Un jugement de la Cour du Québec ouvre la porte au tourisme procréatif

Le dernier jugement de la Cour du Québec, qui vient reconnaître à un père le droit d’adopter des jumelles conçues par une mère porteuse en Inde, ouvre une brèche importante en matière de tourisme procréatif, estime Alain Roy, président du Comité consultatif sur le droit de la famille.
« Maintenant, on sait que les couples québécois qui vont aller en Inde ou ailleurs dans le monde, peu importe les conditions exécrables dans lesquelles les mères porteuses évoluent là-bas, vont pouvoir revenir avec l’enfant et soumettre un projet d’adoption […]. Ça peut être reçu par les gens qui veulent un enfant comme étant une certaine forme de caution. »
En 2012, un couple homosexuel a déboursé 30 000 $ dans une clinique de Bombay pour qu’une femme porte leur enfant. Neuf mois plus tard, ils ramenaient au pays des jumelles. Comme l’acte de naissance mentionne le nom d’un seul des deux hommes — le père biologique —, son conjoint a déposé une demande pour adopter les fillettes.
Mes clients ont ouvert la voie, sauf que dans le processus, ils ont l’impression d’avoir été utilisés par le système
Mais pour Québec, c’en était trop. La procureure générale a porté le dossier devant les tribunaux, sous prétexte que « le fait d’entreprendre la démarche en Inde a permis de contourner des impératifs légaux et de porter atteinte à la dignité humaine par l’instrumentalisation du corps de la femme et la marchandisation de l’enfant », ce qui va à l’encontre de « l’ordre public international ».
L’intérêt de l’enfant d’abord
Quatre ans plus tard, la juge Viviane Primeau, de la Cour du Québec, donne raison aux parents : « Le débat entourant la question des mères porteuses ne doit pas se faire aux dépens des enfants ici concernées », écrit-elle dans son jugement, daté du 6 juillet.

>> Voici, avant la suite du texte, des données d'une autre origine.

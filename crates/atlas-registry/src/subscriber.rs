//! Entity-creation subscriptions.

use crate::entity::{Entity, EntityId};

/// Callback interface for components that want to learn about entity
/// creation.
///
/// Register once via
/// [`EntityRegistry::subscribe`](crate::registry::EntityRegistry::subscribe);
/// afterwards every `add`/`insert` on the registry invokes
/// [`entity_registered`](Self::entity_registered) exactly once, in creation
/// order, with the freshly inserted entity.
///
/// The callback runs synchronously under the registry's read lock: the
/// received entity reflects its fully inserted state, but the callback must
/// not call mutating registry methods (the lock is not reentrant for
/// writers) and should return quickly.
pub trait EntitySubscriber: Send + Sync {
    /// A new entity was registered.
    fn entity_registered(&self, id: EntityId, entity: &Entity);
}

Elle s’appuie sur la jurisprudence qui soutient qu’en matière d’adoption, l’intérêt de l’enfant doit prévaloir sur les circonstances entourant sa naissance.
« Compte tenu de l’état du droit actuel, la juge n’avait pas le choix de reconnaître le processus d’adoption, résume Alain Roy. Si on pénalise un enfant parce que ses parents se sont prêtés à quelque chose que l’on juge immoral, on revient à l’époque des enfants illégitimes qu’on privait de filiation parce qu’ils étaient nés d’un acte adultère ou hors mariage. »
Au Conseil du statut de la femme, qui s’est penché sur le tourisme procréatif en Inde dans son dernier avis sur les mères porteuses, ce jugement de la Cour du Québec « représente les contradictions et les paradoxes dans ce dossier ».
« Jamais on ne pourrait être d’accord avec la démarche de ces parents qui sont allés en Inde, dénonce avec conviction Julie Miville-Dechêne. Pour nous, c’est de l’exploitation éhontée. »
Mais que faire une fois que les enfants sont conçus et ramenés au pays ? La présidente du Conseil du statut de la femme n’a d’autre choix que d’adhérer au jugement de la Cour du Québec. Et ce, même si elle est consciente que cela vient avaliser une pratique qu’elle dénonce. « La meilleure façon de ne pas encourager la pratique, ce serait de ne pas reconnaître les enfants. Mais si on faisait ça, on abandonnerait les enfants à leur sort. »
Elle rappelle que l’expérience a été tentée en France. « C’est assez terrible, ils ont enlevé un enfant à des parents qui avaient acheté les services d’une mère porteuse aux États-Unis et l’enfant s’est retrouvé en adoption ouverte. Imaginez, du point de vue de l’enfant, ce que ça représente. »
Intervention législative réclamée
Professeure à la Faculté de droit de l’Université d’Ottawa, Michelle Giroux estime que c’est un jugement important, qui « témoigne de l’importance d’une intervention législative », tant à Québec qu’à Ottawa.
Un constat partagé par l’avocate Julie Lavoie, qui représente les parents dans ce dossier. « Mes clients ont ouvert la voie, sauf que dans le processus, ils ont l’impression d’avoir été utilisés par le système. C’est un débat de société, pas un débat qui les concerne eux, personnellement. Plutôt que de s’acharner sur le sort de ces deux parents, Québec devrait plutôt réviser sa législation. »
Au cabinet de la ministre de la Justice, Stéphanie Vallée, on évalue la possibilité de porter le jugement en appel.